(Source records):
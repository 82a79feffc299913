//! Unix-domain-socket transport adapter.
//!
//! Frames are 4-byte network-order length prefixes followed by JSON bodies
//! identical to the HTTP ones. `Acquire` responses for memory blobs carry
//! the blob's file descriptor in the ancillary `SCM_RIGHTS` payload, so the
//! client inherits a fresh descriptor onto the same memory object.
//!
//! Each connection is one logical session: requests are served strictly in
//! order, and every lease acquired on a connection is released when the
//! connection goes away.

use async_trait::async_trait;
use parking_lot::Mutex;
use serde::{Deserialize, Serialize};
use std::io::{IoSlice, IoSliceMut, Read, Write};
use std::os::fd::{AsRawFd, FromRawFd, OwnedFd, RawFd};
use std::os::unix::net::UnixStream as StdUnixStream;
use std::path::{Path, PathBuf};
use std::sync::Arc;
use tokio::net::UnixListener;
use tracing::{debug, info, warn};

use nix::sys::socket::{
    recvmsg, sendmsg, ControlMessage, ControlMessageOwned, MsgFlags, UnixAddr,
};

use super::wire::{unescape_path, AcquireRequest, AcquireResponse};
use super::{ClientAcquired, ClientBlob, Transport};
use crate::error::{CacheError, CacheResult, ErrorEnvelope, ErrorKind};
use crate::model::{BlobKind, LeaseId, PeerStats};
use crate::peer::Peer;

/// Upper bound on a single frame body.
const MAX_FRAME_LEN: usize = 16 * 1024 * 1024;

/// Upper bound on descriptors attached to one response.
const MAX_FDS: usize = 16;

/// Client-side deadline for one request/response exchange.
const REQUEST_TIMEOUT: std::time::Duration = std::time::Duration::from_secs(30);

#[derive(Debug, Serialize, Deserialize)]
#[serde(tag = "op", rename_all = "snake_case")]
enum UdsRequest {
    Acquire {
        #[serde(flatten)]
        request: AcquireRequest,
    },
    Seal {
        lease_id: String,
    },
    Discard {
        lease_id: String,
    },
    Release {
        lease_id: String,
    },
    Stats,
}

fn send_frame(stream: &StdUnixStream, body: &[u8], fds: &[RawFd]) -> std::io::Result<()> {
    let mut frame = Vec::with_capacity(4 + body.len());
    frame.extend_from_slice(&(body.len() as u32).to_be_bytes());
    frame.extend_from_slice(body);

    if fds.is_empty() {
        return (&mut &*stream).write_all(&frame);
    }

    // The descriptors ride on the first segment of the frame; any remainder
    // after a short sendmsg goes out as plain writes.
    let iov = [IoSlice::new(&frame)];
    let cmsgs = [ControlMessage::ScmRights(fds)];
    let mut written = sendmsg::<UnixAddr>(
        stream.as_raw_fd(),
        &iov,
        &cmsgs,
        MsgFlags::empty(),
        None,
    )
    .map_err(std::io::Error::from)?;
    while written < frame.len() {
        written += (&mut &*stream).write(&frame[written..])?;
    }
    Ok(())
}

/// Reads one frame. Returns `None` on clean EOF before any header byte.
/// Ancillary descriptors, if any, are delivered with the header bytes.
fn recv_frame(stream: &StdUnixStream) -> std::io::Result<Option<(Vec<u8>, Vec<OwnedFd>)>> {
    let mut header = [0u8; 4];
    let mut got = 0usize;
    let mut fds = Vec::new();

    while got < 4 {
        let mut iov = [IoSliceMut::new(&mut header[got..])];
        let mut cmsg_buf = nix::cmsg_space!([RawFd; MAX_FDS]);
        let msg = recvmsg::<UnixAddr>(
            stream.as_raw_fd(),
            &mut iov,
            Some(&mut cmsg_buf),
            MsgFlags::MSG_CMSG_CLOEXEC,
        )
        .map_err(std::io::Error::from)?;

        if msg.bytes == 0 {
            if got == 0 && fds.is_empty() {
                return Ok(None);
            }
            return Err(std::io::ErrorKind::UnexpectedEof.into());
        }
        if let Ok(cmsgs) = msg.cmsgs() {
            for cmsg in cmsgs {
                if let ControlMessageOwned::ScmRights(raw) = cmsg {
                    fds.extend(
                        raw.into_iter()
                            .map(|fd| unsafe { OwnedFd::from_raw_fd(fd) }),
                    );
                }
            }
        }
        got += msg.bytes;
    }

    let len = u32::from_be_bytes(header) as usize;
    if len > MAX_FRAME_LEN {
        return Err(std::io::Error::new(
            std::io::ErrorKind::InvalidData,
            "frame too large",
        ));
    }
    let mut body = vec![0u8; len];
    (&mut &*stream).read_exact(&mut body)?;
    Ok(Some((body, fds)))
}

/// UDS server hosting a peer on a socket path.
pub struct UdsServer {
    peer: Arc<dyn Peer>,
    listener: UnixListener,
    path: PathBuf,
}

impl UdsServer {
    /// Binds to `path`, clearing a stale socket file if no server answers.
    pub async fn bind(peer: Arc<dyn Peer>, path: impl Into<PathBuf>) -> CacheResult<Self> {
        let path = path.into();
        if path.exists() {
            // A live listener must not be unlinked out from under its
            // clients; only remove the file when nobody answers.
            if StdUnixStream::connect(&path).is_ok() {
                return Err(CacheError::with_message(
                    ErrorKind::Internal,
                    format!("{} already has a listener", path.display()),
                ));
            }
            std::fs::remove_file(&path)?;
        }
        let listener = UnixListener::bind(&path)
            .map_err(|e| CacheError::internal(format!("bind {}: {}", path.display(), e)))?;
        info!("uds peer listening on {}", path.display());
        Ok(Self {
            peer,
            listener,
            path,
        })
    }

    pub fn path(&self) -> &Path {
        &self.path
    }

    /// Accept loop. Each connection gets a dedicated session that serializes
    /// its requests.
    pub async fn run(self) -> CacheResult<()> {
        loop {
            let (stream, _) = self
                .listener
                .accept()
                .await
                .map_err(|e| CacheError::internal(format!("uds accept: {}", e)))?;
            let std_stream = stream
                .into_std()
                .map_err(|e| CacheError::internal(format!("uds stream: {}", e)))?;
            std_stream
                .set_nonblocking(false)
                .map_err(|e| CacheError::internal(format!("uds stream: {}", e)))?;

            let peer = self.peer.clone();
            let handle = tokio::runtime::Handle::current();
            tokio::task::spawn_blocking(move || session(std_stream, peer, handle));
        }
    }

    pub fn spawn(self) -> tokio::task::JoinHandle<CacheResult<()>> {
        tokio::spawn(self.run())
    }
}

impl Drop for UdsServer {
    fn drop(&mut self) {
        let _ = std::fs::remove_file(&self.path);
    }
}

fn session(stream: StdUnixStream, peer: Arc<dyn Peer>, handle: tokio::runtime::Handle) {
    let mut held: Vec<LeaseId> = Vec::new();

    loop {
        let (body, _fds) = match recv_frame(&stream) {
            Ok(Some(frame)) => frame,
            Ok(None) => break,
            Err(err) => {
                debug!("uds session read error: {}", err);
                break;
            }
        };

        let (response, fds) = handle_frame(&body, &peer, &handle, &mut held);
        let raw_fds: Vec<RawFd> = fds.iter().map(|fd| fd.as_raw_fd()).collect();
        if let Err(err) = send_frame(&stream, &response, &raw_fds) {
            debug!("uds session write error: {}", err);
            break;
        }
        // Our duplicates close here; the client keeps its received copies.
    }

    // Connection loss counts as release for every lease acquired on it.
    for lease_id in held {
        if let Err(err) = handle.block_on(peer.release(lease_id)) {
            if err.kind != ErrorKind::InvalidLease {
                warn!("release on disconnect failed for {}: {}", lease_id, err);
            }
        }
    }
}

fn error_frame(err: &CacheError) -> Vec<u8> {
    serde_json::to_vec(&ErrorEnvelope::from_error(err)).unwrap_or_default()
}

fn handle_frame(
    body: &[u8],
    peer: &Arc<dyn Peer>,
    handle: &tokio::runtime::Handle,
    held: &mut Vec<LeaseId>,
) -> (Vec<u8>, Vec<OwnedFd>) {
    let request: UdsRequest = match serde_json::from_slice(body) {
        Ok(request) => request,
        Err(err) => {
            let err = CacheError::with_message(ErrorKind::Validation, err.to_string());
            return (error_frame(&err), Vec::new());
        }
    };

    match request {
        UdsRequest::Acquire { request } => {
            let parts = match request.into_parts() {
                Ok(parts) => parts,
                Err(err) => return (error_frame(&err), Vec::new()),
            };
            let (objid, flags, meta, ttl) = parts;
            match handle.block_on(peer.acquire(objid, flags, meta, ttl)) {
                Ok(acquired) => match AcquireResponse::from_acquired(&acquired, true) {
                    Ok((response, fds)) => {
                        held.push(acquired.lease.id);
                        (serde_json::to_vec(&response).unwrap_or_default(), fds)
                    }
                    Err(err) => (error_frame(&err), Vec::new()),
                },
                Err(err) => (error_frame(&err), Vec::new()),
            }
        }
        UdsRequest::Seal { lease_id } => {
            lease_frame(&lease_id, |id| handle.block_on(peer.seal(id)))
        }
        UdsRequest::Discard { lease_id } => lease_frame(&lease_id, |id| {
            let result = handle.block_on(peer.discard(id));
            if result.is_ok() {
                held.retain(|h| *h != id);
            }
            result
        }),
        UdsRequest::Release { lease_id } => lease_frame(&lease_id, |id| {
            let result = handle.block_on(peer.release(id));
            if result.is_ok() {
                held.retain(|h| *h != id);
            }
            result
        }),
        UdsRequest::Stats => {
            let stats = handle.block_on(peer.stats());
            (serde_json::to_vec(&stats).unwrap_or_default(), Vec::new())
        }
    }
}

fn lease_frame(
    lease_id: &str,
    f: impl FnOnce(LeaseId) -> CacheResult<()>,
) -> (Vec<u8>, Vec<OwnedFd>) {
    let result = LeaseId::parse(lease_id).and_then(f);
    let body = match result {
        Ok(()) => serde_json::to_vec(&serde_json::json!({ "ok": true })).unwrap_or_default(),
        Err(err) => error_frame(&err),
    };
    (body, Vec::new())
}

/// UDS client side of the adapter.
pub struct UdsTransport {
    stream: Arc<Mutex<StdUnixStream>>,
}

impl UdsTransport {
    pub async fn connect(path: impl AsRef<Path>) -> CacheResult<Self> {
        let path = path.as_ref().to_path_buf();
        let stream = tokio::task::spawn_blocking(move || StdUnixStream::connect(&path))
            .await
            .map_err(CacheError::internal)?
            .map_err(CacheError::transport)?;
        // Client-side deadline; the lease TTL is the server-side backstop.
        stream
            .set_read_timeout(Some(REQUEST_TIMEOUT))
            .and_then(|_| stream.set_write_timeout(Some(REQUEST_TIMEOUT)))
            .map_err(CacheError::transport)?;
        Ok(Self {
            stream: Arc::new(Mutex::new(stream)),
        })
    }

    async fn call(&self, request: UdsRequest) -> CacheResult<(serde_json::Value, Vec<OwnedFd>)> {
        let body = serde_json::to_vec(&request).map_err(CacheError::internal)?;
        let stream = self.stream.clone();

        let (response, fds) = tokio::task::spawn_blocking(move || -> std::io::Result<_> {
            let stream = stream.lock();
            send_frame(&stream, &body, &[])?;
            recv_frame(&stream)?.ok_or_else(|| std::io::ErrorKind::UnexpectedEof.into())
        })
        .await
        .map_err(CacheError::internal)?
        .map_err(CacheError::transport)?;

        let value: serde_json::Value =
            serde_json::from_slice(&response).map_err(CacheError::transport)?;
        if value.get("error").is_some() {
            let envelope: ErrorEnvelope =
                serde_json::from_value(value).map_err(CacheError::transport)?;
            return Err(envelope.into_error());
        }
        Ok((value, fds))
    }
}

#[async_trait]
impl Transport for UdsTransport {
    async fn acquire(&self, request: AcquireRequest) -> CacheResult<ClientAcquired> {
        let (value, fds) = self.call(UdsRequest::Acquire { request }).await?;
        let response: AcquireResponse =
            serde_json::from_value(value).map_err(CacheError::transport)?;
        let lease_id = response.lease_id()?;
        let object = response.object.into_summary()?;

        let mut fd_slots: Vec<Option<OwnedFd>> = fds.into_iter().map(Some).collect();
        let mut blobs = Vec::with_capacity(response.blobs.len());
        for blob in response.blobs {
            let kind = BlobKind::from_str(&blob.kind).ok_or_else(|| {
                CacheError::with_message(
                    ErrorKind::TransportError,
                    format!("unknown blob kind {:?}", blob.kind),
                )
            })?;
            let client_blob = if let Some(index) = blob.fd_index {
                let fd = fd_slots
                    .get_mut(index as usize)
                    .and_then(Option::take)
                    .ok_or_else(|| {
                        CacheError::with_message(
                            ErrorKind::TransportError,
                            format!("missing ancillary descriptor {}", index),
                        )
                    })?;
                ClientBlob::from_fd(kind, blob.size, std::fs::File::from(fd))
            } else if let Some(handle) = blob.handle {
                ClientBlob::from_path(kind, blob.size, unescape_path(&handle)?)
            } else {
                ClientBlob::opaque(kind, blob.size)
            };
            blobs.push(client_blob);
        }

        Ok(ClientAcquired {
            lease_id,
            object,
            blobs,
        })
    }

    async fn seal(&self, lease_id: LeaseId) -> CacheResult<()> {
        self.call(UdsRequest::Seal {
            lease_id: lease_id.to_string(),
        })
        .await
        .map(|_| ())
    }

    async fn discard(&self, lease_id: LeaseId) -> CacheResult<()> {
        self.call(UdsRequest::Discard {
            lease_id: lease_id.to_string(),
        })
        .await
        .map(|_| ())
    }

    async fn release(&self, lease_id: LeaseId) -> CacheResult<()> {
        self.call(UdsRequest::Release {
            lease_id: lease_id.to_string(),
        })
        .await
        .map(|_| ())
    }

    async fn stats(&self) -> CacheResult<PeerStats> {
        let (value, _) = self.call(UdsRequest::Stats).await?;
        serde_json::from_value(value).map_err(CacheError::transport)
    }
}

--

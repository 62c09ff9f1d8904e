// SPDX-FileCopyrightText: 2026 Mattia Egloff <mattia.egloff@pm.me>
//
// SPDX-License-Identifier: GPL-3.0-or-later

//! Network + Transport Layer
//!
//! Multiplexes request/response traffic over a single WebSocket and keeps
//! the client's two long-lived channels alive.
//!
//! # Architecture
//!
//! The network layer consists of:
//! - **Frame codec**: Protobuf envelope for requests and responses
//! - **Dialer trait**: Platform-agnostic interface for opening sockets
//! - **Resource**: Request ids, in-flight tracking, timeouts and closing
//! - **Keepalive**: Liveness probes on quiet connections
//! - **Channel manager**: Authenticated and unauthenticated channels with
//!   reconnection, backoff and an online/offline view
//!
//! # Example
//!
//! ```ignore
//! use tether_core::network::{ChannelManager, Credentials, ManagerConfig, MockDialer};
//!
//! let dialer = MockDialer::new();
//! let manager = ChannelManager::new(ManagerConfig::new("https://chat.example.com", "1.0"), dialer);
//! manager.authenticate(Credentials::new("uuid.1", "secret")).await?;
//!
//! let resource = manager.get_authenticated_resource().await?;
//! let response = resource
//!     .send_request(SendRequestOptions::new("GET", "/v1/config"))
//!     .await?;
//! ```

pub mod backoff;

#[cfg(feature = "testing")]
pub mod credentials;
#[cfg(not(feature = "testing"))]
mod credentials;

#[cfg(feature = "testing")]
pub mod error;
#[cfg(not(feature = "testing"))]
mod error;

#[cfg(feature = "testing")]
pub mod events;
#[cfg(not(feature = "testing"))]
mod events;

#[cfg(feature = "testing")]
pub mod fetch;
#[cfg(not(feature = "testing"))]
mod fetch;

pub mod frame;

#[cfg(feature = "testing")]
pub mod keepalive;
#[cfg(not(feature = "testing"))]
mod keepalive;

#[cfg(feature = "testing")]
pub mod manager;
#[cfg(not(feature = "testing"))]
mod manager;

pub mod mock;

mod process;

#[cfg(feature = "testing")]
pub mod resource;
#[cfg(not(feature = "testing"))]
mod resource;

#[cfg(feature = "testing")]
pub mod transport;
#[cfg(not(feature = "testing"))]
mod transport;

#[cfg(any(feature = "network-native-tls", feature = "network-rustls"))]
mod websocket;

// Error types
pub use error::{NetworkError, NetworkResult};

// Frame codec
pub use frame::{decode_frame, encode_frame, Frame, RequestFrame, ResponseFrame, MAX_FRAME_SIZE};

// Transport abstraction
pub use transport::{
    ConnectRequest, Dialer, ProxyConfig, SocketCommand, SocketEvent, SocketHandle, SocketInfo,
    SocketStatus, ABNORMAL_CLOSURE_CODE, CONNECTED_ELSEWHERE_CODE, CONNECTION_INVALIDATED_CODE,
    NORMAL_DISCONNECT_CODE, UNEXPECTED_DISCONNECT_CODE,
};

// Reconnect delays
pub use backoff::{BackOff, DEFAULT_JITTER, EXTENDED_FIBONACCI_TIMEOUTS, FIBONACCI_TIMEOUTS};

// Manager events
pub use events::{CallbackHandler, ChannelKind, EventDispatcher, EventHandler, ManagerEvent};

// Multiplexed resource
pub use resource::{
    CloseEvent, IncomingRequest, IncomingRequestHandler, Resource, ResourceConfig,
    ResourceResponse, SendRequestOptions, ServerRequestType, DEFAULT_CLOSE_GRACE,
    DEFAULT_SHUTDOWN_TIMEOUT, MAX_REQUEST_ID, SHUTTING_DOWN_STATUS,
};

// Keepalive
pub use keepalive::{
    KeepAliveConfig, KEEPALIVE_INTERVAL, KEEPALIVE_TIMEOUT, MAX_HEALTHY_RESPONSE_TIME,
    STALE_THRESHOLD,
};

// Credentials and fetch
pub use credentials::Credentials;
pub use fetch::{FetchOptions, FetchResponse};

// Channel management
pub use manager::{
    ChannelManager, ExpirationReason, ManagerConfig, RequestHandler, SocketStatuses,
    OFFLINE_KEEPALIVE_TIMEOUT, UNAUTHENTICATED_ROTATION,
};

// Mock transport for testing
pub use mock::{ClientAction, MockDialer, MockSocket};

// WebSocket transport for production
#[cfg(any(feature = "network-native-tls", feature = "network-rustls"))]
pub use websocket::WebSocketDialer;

--

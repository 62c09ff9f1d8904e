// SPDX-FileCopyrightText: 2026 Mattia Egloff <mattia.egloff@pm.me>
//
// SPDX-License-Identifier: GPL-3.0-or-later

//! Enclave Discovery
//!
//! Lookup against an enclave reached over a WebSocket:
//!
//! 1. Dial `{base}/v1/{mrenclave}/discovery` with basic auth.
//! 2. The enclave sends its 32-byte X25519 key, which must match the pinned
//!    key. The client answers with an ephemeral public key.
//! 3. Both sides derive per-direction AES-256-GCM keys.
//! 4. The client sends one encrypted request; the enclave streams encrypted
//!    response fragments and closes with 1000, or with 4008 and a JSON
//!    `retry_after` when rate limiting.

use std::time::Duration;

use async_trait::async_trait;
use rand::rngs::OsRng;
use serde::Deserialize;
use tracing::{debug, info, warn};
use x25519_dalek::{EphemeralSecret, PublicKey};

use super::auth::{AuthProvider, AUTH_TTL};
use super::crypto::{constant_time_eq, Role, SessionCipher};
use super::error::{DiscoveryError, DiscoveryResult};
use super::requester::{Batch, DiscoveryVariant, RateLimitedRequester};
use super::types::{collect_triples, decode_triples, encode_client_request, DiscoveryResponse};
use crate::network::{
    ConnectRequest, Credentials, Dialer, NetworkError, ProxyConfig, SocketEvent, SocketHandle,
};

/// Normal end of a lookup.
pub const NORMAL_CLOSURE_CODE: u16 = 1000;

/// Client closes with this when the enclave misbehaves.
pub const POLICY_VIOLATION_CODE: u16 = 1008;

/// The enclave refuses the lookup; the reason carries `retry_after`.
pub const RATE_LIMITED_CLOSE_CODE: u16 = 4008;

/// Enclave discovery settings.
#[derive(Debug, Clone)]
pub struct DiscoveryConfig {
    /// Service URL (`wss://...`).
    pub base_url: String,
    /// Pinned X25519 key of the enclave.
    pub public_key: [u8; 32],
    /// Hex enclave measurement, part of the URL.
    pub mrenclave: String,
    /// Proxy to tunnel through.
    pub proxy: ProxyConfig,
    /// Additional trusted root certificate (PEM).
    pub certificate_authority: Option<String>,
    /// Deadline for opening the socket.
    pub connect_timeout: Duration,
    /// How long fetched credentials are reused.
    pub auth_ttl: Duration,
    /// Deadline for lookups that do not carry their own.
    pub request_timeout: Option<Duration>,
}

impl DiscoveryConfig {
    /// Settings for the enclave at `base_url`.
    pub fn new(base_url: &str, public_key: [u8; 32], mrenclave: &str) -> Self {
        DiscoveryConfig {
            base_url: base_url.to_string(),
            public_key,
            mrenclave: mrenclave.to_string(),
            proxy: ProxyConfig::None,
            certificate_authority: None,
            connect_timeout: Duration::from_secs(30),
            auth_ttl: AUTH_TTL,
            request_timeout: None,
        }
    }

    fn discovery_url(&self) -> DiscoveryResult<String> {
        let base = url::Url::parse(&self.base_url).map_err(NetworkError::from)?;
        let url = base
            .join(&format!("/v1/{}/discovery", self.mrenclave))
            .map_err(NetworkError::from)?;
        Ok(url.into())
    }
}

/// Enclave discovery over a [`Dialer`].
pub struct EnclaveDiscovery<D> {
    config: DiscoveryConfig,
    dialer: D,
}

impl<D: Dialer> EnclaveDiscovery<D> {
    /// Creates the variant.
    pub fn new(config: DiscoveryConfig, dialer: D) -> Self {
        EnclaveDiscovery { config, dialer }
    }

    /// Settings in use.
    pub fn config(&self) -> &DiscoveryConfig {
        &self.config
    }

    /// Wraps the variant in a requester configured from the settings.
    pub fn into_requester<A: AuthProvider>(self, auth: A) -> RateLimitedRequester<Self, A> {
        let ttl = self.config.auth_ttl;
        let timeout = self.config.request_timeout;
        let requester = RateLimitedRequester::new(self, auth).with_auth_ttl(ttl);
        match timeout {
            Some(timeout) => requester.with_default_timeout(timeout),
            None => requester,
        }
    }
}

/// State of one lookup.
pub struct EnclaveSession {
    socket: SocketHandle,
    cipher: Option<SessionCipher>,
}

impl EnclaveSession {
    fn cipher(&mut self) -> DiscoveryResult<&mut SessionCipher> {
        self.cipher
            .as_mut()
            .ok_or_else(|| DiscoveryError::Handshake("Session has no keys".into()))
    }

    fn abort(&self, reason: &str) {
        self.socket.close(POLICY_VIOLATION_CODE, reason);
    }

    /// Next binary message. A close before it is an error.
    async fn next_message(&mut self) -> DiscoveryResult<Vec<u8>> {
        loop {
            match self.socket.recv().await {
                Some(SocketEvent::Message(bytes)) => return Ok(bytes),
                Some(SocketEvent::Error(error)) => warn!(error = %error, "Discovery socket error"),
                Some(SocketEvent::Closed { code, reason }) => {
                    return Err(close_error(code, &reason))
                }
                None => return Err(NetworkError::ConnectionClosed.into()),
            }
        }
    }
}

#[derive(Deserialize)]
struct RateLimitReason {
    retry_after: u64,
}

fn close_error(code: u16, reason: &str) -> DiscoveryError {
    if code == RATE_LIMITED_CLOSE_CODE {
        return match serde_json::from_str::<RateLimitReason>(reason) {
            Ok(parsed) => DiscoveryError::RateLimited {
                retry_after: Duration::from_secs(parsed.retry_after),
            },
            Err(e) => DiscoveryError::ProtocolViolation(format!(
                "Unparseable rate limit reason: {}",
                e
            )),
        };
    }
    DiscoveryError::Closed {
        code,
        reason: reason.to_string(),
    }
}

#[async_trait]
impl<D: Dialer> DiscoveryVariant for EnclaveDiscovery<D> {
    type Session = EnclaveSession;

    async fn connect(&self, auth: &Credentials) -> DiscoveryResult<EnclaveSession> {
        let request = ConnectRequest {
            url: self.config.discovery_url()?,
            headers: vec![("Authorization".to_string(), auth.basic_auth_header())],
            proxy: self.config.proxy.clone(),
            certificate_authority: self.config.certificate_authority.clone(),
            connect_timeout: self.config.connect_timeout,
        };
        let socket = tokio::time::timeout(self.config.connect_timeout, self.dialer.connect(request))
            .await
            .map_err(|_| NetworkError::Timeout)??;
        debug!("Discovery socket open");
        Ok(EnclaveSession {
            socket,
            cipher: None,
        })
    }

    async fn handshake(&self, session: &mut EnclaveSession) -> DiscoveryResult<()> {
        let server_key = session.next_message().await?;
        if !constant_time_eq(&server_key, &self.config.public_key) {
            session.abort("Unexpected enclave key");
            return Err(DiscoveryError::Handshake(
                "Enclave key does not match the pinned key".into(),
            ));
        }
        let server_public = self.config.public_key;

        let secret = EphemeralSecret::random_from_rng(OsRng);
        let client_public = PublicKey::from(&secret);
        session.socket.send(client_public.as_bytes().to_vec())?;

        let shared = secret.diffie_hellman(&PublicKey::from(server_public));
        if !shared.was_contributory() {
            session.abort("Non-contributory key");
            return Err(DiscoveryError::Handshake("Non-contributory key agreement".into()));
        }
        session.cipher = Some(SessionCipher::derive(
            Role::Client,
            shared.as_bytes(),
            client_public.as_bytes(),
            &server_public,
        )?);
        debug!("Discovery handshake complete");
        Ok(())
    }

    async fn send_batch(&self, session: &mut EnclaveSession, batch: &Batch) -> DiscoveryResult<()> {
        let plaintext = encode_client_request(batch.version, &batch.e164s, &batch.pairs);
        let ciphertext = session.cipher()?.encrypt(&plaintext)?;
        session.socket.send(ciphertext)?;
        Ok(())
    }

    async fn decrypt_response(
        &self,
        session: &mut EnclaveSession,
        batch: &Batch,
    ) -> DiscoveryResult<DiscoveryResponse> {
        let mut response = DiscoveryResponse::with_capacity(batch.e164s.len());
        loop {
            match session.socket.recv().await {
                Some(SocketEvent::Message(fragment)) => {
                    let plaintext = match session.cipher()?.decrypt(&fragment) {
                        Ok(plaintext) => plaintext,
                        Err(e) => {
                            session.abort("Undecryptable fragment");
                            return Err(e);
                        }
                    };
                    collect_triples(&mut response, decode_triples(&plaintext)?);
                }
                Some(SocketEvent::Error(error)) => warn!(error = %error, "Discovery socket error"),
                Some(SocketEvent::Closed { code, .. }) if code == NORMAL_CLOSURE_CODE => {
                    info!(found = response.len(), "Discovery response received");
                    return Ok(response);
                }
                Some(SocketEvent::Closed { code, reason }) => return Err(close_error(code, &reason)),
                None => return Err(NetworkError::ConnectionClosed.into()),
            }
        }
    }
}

(Task directions): The reply should hold only the lines of the listing above starting at the line containing "repository 82a79feffc299913" and ending at the line containing "fds: &[RawFd]) ->", exactly as written.

(Response to the exercise):
repository 82a79feffc299913
//! Unix-domain-socket transport adapter.
//!
//! Frames are 4-byte network-order length prefixes followed by JSON bodies
//! identical to the HTTP ones. `Acquire` responses for memory blobs carry
//! the blob's file descriptor in the ancillary `SCM_RIGHTS` payload, so the
//! client inherits a fresh descriptor onto the same memory object.
//!
//! Each connection is one logical session: requests are served strictly in
//! order, and every lease acquired on a connection is released when the
//! connection goes away.

use async_trait::async_trait;
use parking_lot::Mutex;
use serde::{Deserialize, Serialize};
use std::io::{IoSlice, IoSliceMut, Read, Write};
use std::os::fd::{AsRawFd, FromRawFd, OwnedFd, RawFd};
use std::os::unix::net::UnixStream as StdUnixStream;
use std::path::{Path, PathBuf};
use std::sync::Arc;
use tokio::net::UnixListener;
use tracing::{debug, info, warn};

use nix::sys::socket::{
    recvmsg, sendmsg, ControlMessage, ControlMessageOwned, MsgFlags, UnixAddr,
};

use super::wire::{unescape_path, AcquireRequest, AcquireResponse};
use super::{ClientAcquired, ClientBlob, Transport};
use crate::error::{CacheError, CacheResult, ErrorEnvelope, ErrorKind};
use crate::model::{BlobKind, LeaseId, PeerStats};
use crate::peer::Peer;

/// Upper bound on a single frame body.
const MAX_FRAME_LEN: usize = 16 * 1024 * 1024;

/// Upper bound on descriptors attached to one response.
const MAX_FDS: usize = 16;

/// Client-side deadline for one request/response exchange.
const REQUEST_TIMEOUT: std::time::Duration = std::time::Duration::from_secs(30);

#[derive(Debug, Serialize, Deserialize)]
#[serde(tag = "op", rename_all = "snake_case")]
enum UdsRequest {
    Acquire {
        #[serde(flatten)]
        request: AcquireRequest,
    },
    Seal {
        lease_id: String,
    },
    Discard {
        lease_id: String,
    },
    Release {
        lease_id: String,
    },
    Stats,
}

fn send_frame(stream: &StdUnixStream, body: &[u8], fds: &[RawFd]) -> std::io::Result<()> {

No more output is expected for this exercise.